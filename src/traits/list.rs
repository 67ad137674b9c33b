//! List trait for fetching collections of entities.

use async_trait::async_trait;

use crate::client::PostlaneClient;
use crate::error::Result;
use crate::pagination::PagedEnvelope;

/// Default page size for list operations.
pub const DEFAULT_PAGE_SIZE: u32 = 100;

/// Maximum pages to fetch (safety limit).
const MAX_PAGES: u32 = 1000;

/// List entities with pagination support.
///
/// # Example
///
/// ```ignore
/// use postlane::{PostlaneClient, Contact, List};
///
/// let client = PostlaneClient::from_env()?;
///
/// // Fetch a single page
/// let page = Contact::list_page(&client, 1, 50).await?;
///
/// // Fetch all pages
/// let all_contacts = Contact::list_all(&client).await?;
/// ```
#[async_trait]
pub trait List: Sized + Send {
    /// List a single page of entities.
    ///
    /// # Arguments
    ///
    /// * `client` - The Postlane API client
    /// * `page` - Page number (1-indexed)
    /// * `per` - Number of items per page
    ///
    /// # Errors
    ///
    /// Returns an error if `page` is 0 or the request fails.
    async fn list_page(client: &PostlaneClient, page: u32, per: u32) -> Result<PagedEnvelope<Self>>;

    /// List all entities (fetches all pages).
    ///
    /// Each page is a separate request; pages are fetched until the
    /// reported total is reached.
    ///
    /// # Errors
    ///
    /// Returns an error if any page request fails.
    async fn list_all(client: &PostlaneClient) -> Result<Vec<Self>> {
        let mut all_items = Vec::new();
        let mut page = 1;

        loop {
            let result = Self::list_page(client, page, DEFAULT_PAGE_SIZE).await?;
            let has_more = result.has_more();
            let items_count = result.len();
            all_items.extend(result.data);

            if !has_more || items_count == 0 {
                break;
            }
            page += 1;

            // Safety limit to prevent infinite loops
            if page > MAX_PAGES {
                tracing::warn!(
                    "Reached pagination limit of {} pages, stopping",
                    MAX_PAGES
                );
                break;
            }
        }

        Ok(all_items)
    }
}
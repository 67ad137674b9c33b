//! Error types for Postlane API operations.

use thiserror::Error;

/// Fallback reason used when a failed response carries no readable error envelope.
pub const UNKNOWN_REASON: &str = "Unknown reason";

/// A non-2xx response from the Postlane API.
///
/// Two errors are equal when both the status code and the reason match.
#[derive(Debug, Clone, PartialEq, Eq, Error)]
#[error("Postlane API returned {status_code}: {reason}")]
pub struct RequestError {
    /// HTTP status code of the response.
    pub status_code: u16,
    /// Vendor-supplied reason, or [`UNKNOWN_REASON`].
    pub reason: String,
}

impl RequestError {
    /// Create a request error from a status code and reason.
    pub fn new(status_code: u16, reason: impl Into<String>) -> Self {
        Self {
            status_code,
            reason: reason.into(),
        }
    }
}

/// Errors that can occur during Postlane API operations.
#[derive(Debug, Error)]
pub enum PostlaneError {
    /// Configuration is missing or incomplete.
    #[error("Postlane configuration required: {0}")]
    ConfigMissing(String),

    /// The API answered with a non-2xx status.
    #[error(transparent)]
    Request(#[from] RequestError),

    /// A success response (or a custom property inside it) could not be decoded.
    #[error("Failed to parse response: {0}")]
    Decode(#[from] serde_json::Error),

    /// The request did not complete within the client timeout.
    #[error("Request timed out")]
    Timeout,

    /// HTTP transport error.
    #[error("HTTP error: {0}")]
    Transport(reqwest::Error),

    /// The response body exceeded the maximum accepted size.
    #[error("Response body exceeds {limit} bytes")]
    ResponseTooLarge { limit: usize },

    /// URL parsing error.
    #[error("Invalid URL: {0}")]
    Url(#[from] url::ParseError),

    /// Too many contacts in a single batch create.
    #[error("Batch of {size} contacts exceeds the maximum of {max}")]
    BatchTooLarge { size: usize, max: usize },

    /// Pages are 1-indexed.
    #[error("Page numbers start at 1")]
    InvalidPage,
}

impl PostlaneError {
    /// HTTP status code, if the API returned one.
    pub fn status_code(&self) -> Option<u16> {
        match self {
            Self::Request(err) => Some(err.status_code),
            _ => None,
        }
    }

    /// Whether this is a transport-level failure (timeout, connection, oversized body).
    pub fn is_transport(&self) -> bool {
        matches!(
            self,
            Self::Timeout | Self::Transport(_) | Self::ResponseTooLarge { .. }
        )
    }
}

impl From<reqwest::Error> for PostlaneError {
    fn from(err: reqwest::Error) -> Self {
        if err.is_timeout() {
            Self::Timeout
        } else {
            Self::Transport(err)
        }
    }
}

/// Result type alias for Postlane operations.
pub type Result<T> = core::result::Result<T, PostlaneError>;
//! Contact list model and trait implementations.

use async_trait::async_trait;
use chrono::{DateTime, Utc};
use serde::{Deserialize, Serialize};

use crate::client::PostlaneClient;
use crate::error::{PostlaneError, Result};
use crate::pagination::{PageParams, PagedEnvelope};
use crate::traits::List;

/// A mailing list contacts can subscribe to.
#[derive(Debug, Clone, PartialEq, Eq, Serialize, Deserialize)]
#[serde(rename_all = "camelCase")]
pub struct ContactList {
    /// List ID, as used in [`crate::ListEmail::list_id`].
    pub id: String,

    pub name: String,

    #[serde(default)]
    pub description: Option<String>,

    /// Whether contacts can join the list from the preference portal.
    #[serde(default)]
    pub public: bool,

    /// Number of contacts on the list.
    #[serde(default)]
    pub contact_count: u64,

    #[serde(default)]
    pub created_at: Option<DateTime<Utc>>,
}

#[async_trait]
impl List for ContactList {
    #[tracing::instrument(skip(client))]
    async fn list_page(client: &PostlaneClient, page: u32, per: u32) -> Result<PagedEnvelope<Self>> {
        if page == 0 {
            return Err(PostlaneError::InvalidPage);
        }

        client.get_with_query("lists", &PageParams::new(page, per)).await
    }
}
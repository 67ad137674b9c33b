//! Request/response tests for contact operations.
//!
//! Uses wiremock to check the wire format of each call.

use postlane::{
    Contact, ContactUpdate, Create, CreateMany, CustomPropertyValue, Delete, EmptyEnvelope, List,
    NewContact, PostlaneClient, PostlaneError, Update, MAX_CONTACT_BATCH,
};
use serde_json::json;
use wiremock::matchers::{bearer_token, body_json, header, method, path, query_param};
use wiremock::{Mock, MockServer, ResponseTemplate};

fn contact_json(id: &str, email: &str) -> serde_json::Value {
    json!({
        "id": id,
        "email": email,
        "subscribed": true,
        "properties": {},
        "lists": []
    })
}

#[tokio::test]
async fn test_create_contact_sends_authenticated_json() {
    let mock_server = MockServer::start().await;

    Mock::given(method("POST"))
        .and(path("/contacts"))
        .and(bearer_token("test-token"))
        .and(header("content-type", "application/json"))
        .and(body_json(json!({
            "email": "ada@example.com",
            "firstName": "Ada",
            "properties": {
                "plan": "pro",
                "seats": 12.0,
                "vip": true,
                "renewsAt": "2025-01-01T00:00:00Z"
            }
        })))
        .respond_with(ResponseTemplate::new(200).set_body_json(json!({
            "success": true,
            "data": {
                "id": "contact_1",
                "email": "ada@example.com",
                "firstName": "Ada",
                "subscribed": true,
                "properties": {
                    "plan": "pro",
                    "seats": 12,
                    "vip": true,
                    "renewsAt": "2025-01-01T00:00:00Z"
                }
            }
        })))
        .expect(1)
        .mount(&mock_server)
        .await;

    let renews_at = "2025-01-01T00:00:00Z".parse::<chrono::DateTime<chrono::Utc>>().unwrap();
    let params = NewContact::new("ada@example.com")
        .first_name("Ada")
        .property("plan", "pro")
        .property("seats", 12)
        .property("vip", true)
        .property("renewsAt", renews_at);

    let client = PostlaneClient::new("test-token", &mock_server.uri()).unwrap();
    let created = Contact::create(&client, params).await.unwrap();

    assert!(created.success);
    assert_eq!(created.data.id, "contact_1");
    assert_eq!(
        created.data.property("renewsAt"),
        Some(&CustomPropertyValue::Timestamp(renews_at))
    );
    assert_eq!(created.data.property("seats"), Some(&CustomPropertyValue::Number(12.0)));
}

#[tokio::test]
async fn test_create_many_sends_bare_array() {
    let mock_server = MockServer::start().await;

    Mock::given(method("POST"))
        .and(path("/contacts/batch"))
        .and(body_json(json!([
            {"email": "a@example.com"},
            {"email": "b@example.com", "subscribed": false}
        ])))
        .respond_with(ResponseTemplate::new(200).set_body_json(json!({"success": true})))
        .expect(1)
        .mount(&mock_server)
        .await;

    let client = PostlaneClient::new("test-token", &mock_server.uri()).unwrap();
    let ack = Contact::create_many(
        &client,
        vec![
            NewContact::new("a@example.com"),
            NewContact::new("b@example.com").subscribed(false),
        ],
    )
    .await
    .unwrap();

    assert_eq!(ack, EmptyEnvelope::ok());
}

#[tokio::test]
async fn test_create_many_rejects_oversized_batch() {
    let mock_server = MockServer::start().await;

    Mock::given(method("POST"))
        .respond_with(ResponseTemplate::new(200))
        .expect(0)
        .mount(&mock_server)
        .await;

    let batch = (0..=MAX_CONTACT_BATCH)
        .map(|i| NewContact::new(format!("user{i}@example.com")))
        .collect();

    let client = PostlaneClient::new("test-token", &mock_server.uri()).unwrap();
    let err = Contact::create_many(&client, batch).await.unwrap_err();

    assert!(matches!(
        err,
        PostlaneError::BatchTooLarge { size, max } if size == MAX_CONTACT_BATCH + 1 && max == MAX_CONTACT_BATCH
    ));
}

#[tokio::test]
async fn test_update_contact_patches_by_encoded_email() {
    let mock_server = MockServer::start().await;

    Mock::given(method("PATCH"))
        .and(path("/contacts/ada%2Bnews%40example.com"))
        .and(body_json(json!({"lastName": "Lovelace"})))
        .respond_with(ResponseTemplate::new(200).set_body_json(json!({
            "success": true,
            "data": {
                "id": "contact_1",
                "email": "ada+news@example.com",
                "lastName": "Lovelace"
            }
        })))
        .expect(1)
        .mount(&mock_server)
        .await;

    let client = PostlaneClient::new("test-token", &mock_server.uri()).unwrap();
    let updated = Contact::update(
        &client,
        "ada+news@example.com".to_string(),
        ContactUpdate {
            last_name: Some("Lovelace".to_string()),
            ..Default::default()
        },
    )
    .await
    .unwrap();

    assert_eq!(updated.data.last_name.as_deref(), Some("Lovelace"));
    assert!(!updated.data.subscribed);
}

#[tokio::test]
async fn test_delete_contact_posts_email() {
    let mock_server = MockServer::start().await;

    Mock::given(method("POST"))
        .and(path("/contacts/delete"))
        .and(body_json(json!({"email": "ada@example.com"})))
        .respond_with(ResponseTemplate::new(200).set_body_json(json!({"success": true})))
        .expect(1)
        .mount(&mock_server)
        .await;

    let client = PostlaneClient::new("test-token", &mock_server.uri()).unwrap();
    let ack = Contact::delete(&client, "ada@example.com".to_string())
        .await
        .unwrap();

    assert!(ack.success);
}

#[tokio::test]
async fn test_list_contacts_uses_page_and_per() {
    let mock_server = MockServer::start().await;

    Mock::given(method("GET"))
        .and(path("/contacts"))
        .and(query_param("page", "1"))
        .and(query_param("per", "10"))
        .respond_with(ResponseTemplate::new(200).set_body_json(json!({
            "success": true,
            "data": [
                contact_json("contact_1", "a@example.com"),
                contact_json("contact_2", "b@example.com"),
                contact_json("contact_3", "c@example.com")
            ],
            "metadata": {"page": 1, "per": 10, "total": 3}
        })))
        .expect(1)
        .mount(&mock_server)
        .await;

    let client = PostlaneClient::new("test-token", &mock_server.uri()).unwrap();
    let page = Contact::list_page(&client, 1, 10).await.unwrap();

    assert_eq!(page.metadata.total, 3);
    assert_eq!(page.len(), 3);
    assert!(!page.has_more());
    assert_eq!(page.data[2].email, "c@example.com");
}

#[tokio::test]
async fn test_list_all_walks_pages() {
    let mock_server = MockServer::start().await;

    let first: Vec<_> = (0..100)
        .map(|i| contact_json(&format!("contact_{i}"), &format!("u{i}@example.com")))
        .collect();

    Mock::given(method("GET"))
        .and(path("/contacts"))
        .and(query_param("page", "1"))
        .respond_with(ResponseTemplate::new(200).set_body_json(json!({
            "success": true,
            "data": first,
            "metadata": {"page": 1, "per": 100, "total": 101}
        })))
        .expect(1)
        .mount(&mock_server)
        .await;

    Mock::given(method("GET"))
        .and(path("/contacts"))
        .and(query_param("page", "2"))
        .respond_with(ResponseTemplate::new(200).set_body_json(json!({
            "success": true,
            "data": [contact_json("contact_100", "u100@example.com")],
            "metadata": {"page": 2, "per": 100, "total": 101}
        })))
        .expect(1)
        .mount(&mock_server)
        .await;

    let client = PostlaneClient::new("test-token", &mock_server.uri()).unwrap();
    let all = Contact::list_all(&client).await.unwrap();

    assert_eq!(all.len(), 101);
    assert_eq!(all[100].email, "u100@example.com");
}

+---+

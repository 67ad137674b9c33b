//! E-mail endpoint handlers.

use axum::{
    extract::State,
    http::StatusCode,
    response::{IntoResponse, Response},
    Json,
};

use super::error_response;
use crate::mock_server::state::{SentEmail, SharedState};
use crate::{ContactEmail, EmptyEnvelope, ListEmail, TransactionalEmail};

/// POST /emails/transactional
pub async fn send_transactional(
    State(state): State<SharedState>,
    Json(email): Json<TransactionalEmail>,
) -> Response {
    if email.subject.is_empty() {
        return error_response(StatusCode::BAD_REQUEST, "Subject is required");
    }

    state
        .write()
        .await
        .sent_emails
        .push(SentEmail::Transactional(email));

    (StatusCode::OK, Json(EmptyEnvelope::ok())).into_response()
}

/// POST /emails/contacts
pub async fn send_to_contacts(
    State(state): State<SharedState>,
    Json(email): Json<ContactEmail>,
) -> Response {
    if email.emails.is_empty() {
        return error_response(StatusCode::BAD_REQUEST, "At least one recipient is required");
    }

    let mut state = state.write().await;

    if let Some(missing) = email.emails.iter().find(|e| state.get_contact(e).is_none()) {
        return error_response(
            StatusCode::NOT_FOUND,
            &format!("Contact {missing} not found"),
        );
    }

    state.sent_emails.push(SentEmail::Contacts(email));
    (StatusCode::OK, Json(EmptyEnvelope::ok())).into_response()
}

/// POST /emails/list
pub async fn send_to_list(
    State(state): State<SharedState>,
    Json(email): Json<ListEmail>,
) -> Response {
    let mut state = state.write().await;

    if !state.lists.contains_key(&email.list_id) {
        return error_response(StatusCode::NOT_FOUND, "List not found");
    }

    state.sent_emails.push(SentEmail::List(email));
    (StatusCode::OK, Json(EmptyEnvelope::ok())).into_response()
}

+---+

How many lines in the listing above include the word "Returns"? Respond with the number and nothing else.

2